Every now and then I get a book that’s meh, not bad but not very good.  This is one of them.  Shadowdance seems like it should be better than it is.  The publisher’s summary is really good, but the execution is just not that great.  The prose is good, but somehow it doesn’t convey the angst and the occasional horror all that well.  I found this book by perusing some LGBTQ-themed book lists.  It wasn’t nominated for anything, which I think is a good thing.  It’s an okay novel, but really nothing worth recommending.


Innowen is a young man paralyzed from the waist down since birth.  He comes upon a witch who gives him the ability to walk, but only at night.  In return, he must dance every night.  However, anyone who witnesses the dance becomes obsessed with their deepest, darkest desire, acting it out, regardless of the repercussions.  Innowen sets out to find the witch and lift the curse.  While unsuccessful in his journey, he finds he has relationships he never knew before amidst plots by the witch to destroy the kingdom.

See, it sounds good even as I write the summary, and parts of it are good.  The beginning is just magical.  That’s the part where he meets the witch, gains the ability to walk, and finds out the curse of watching the dancing.  It really grabbed me.  The last thirty to forty percent of the book was also exciting.  In that part, we find out about the twists and turns of the relationships between Innowen’s guardian, his adoptive father, the witch, her champion, the king, and his daughter.  It’s a tangled web but handled well.
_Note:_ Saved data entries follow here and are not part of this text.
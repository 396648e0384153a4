//! The System Page Source: an irreversible bump allocator over OS-mapped
//! regions. Pages handed out here are always fresh OS memory and therefore
//! always zero; nothing is ever returned to the OS except on `Drop`.

use std::sync::atomic::{AtomicPtr, AtomicUsize, Ordering};
use std::sync::Mutex;

use crate::page::region::{allocate_region, free_region};
use crate::progress::Progress;

/// Number of pages mapped per OS region. Amortizes the mmap/VirtualAlloc
/// syscall cost the way `BootstrapArena`/`SyscallPageAlloc` did for the
/// teacher's general-purpose allocator.
const REGION_PAGE_COUNT: usize = 32;

struct Arena {
    base: *mut u8,
    size: usize,
    cursor: AtomicUsize,
}

unsafe impl Send for Arena {}
unsafe impl Sync for Arena {}

/// Supplies fresh, page-size/alignment OS memory. The fast path (bumping the
/// cursor within the current region) is wait-free; growing (mapping a new
/// region) takes a lock and is only attempted under `Progress::Blocking`.
pub struct SystemPageSource {
    page_size: usize,
    arena: AtomicPtr<Arena>,
    grow_lock: Mutex<()>,
    regions: Mutex<Vec<(*mut u8, usize)>>,
}

impl SystemPageSource {
    /// Creates a source that hands out pages of exactly `page_size` bytes
    /// (which must be a power of two and a multiple of the OS page size).
    pub fn new(page_size: usize) -> Self {
        debug_assert!(page_size.is_power_of_two());
        Self {
            page_size,
            arena: AtomicPtr::new(std::ptr::null_mut()),
            grow_lock: Mutex::new(()),
            regions: Mutex::new(Vec::new()),
        }
    }

    /// Allocates one fresh page, honoring `progress`.
    ///
    /// Returns `None` if `progress` forbids blocking and no pre-mapped
    /// capacity remains, or if `progress` is `Blocking` and the OS itself
    /// refuses to grow the mapping.
    pub fn allocate_page(&self, progress: Progress) -> Option<*mut u8> {
        loop {
            let arena_ptr = self.arena.load(Ordering::Acquire);
            if !arena_ptr.is_null() {
                let arena = unsafe { &*arena_ptr };
                let offset = arena.cursor.fetch_add(self.page_size, Ordering::Relaxed);
                if offset + self.page_size <= arena.size {
                    return Some(unsafe { arena.base.add(offset) });
                }
                // This arena is exhausted (the fetch_add may have overshot by
                // a bounded amount from concurrent racers; that's fine, we
                // just fall through and try to grow).
            }

            if !progress.may_block() {
                return None;
            }

            if !self.grow(arena_ptr) {
                return None;
            }
        }
    }

    /// Maps a new region and installs it as the current arena, unless
    /// another thread already did so (observed via `expected` no longer
    /// matching). Returns `false` only on genuine OS allocation failure.
    fn grow(&self, expected: *mut Arena) -> bool {
        let _guard = self.grow_lock.lock().unwrap();

        // Someone else may have grown while we waited for the lock.
        if self.arena.load(Ordering::Acquire) != expected {
            return true;
        }

        let region_size = self.page_size * REGION_PAGE_COUNT;
        let (raw_base, raw_size, aligned_base) = match unsafe { allocate_region(region_size, self.page_size) } {
            Some(mapping) => mapping,
            None => {
                tracing::warn!(bytes = region_size, "OS region mapping failed, page source under pressure");
                return false;
            }
        };

        tracing::debug!(bytes = region_size, pages = REGION_PAGE_COUNT, "mapped new OS region");

        self.regions.lock().unwrap().push((raw_base, raw_size));

        let arena = Box::into_raw(Box::new(Arena {
            base: aligned_base,
            size: region_size,
            cursor: AtomicUsize::new(0),
        }));
        self.arena.store(arena, Ordering::Release);
        true
    }
}

impl Drop for SystemPageSource {
    fn drop(&mut self) {
        let arena_ptr = *self.arena.get_mut();
        if !arena_ptr.is_null() {
            drop(unsafe { Box::from_raw(arena_ptr) });
        }
        for (base, size) in self.regions.get_mut().unwrap().drain(..) {
            unsafe { free_region(base, size) };
        }
    }
}

#[cfg(test)]
mod tests {
    use super::*;

    #[test]
    fn hands_out_disjoint_pages() {
        let source = SystemPageSource::new(4096);
        let a = source.allocate_page(Progress::Blocking).unwrap();
        let b = source.allocate_page(Progress::Blocking).unwrap();
        assert_ne!(a, b);
        assert_eq!((a as usize) % 4096, 0);
        assert_eq!((b as usize) % 4096, 0);
    }

    #[test]
    fn wait_free_fails_past_region_capacity() {
        let source = SystemPageSource::new(4096);
        // Exhaust the first region with wait-free requests; the first
        // REGION_PAGE_COUNT should succeed (blocking to map), the very
        // first call must itself map (so use Blocking once to seed).
        assert!(source.allocate_page(Progress::Blocking).is_some());
        for _ in 1..REGION_PAGE_COUNT {
            assert!(source.allocate_page(Progress::WaitFree).is_some());
        }
        // Region now exhausted; a non-blocking request must fail.
        assert!(source.allocate_page(Progress::WaitFree).is_none());
        // A blocking request grows and succeeds.
        assert!(source.allocate_page(Progress::Blocking).is_some());
    }
}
The middle third simply dragged.  I haven’t said this for a while, but I believe you could have cut about one hundred pages of this section and you wouldn’t miss any continuity. 

I think the main purpose of the middle part is to establish all the relationships with Innowen, including that of his lover Razkili.  That relationship is not very clearly defined however.  There are no love scenes, or even a hint of romance between the two.  You have to infer it from them sleeping together platonically.  Then suddenly, the author starts using the term lover to describe their relationship.  I didn’t make the connection at first.  I was waiting for a scene to signify that a little more clearly.  It didn’t need to have a sex scene, but it needed something a little more profound. 
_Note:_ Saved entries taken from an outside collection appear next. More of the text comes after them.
//! Multi-producer, spin-locking tail (spec.md §4.2.4): a single spin-lock
//! guards allocation, which then proceeds exactly as the single-producer
//! tail does. Grounded on the teacher's hand-rolled `GhostMutex` spin/park
//! state machine, simplified to pure spinning (never parks) since this
//! variant's whole purpose is low best-case latency over fairness.

use std::cell::UnsafeCell;
use std::sync::atomic::{AtomicBool, Ordering};
use std::sync::Arc;

use crossbeam_utils::Backoff;

use crate::control::{ControlBlock, BUSY, DEAD, INVALID_NEXT_PAGE};
use crate::external::ByteAllocator;
use crate::page::PageAllocator;
use crate::progress::Progress;
use crate::tail::{end_control_block, fits_in_page, new_chained_page, pad_to_end, required_units, user_storage_addr, Allocation, Tail};

pub struct SpinlockTail<B: ByteAllocator> {
    page_allocator: Arc<PageAllocator>,
    byte_allocator: B,
    locked: AtomicBool,
    tail: UnsafeCell<*mut u8>,
    initial_page: usize,
}

unsafe impl<B: ByteAllocator> Sync for SpinlockTail<B> {}

impl<B: ByteAllocator> SpinlockTail<B> {
    pub fn new(page_allocator: Arc<PageAllocator>, byte_allocator: B) -> Option<Self> {
        let page = page_allocator.allocate_page(Progress::Blocking, false)?;
        let end_cb = unsafe { end_control_block(page) };
        unsafe { (*end_cb).next.store(INVALID_NEXT_PAGE, Ordering::Relaxed) };
        Some(Self { page_allocator, byte_allocator, locked: AtomicBool::new(false), tail: UnsafeCell::new(page), initial_page: page as usize })
    }

    /// Busy-waits until the lock is acquired, calling the default
    /// busy-wait functor (`crossbeam_utils::Backoff`, which spins then
    /// falls back to `std::thread::yield_now`) between attempts.
    fn lock(&self) {
        let backoff = Backoff::new();
        while self.locked.compare_exchange_weak(false, true, Ordering::Acquire, Ordering::Relaxed).is_err() {
            while self.locked.load(Ordering::Relaxed) {
                backoff.snooze();
            }
        }
    }

    fn unlock(&self) {
        self.locked.store(false, Ordering::Release);
    }
}

impl<B: ByteAllocator> Tail for SpinlockTail<B> {
    fn try_inplace_allocate(&self, progress: Progress, control_bits: usize, size: usize, alignment: usize) -> Option<Allocation> {
        if !fits_in_page(size, alignment) {
            let external = crate::tail::external_allocate(&self.byte_allocator, size, alignment)?;
            return self.allocate_slot(progress, control_bits | crate::control::EXTERNAL, std::mem::size_of::<crate::external::ExternalBlock>(), std::mem::align_of::<crate::external::ExternalBlock>(), Some(external));
        }
        self.allocate_slot(progress, control_bits, size, alignment, None)
    }

    fn commit_put(&self, allocation: &Allocation) {
        unsafe {
            (*allocation.control_block).next.store(allocation.next_ptr_value & !BUSY, Ordering::Release);
        }
    }

    fn cancel_put(&self, allocation: &Allocation, destroy: impl FnOnce(*mut u8)) {
        destroy(allocation.payload_ptr());
        if let Some(external) = &allocation.external {
            unsafe { external.deallocate(&self.byte_allocator) };
        }
        self.cancel_put_nodestroy(allocation);
    }

    fn cancel_put_nodestroy(&self, allocation: &Allocation) {
        unsafe {
            (*allocation.control_block).next.store((allocation.next_ptr_value & !BUSY) | DEAD, Ordering::Release);
        }
    }

    fn current_tail_addr(&self) -> usize {
        unsafe { *self.tail.get() as usize }
    }

    fn initial_page_addr(&self) -> usize {
        self.initial_page
    }
}

impl<B: ByteAllocator> SpinlockTail<B> {
    fn allocate_slot(&self, progress: Progress, control_bits: usize, size: usize, alignment: usize, external: Option<crate::external::ExternalBlock>) -> Option<Allocation> {
        let units = required_units(size, alignment);

        self.lock();
        let result = loop {
            let cb_addr = unsafe { *self.tail.get() } as usize;
            let page = crate::tail::page_of(cb_addr);
            let end_addr = page as usize + crate::control::end_control_offset();
            let new_tail = cb_addr + units;

            if new_tail <= end_addr {
                unsafe { *self.tail.get() = new_tail as *mut u8 };
                let control_block = cb_addr as *mut ControlBlock;
                let storage = user_storage_addr(cb_addr, alignment) as *mut u8;
                let next_value = ControlBlock::pack(new_tail, control_bits | BUSY);
                unsafe { (*control_block).next.store(next_value, Ordering::Release) };
                break Some(Allocation { control_block, next_ptr_value: next_value, user_storage: storage, external });
            }

            unsafe { pad_to_end(cb_addr) };

            let next_page_addr = unsafe { (*end_control_block(page)).next.load(Ordering::Acquire) };
            if ControlBlock::is_invalid_next_page(next_page_addr) {
                match new_chained_page(&self.page_allocator, progress, false) {
                    Some(fresh) => {
                        unsafe { (*end_control_block(page)).next.store((fresh as usize) | DEAD, Ordering::Release) };
                        unsafe { *self.tail.get() = fresh };
                    }
                    None => break None,
                }
            } else {
                unsafe { *self.tail.get() = ControlBlock::pointer_of(next_page_addr) as *mut u8 };
            }
        };
        self.unlock();
        result
    }
}

impl<B: ByteAllocator> crate::queue::TailConstruct<B> for SpinlockTail<B> {
    fn new_tail(page_allocator: Arc<PageAllocator>, byte_allocator: B) -> Option<Self> {
        Self::new(page_allocator, byte_allocator)
    }
}

#[cfg(test)]
mod tests {
    use super::*;
    use crate::external::SystemByteAllocator;

    #[test]
    fn allocate_commit_roundtrip() {
        let page_allocator = Arc::new(PageAllocator::new());
        let tail = SpinlockTail::new(page_allocator, SystemByteAllocator).unwrap();
        let allocation = tail.try_inplace_allocate(Progress::Blocking, 0, 8, 8).unwrap();
        assert!(ControlBlock::is_busy(allocation.next_ptr_value));
        tail.commit_put(&allocation);
    }
}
The prose was pretty good.  In general, I thought it was very easy reading.  The sentences and paragraphs flowed very well.  The only think that got me was some of the emotions Innowen had.  He got angry a lot, about his plight, about the relationships, about the curse.  My general feeling was that a lot of times, anger wasn’t called for.  Other emotions definitely, like pity, surprise, sadness, but not anger, at least not all the time. 

The book ended on a high note, and it began well, so I’m giving it three out of five stars.  The whole dancing plot was really interesting.  It works as a book, but thinking about it as a film, it would be kind of hokey, losing all the drama.  Reading it is definitely better than watching it would be.  I’m not sure why I thought about it as a film.  For some reason, I kept on thinking about it terms of Channing Tatum doing the dancing, and it made me laugh.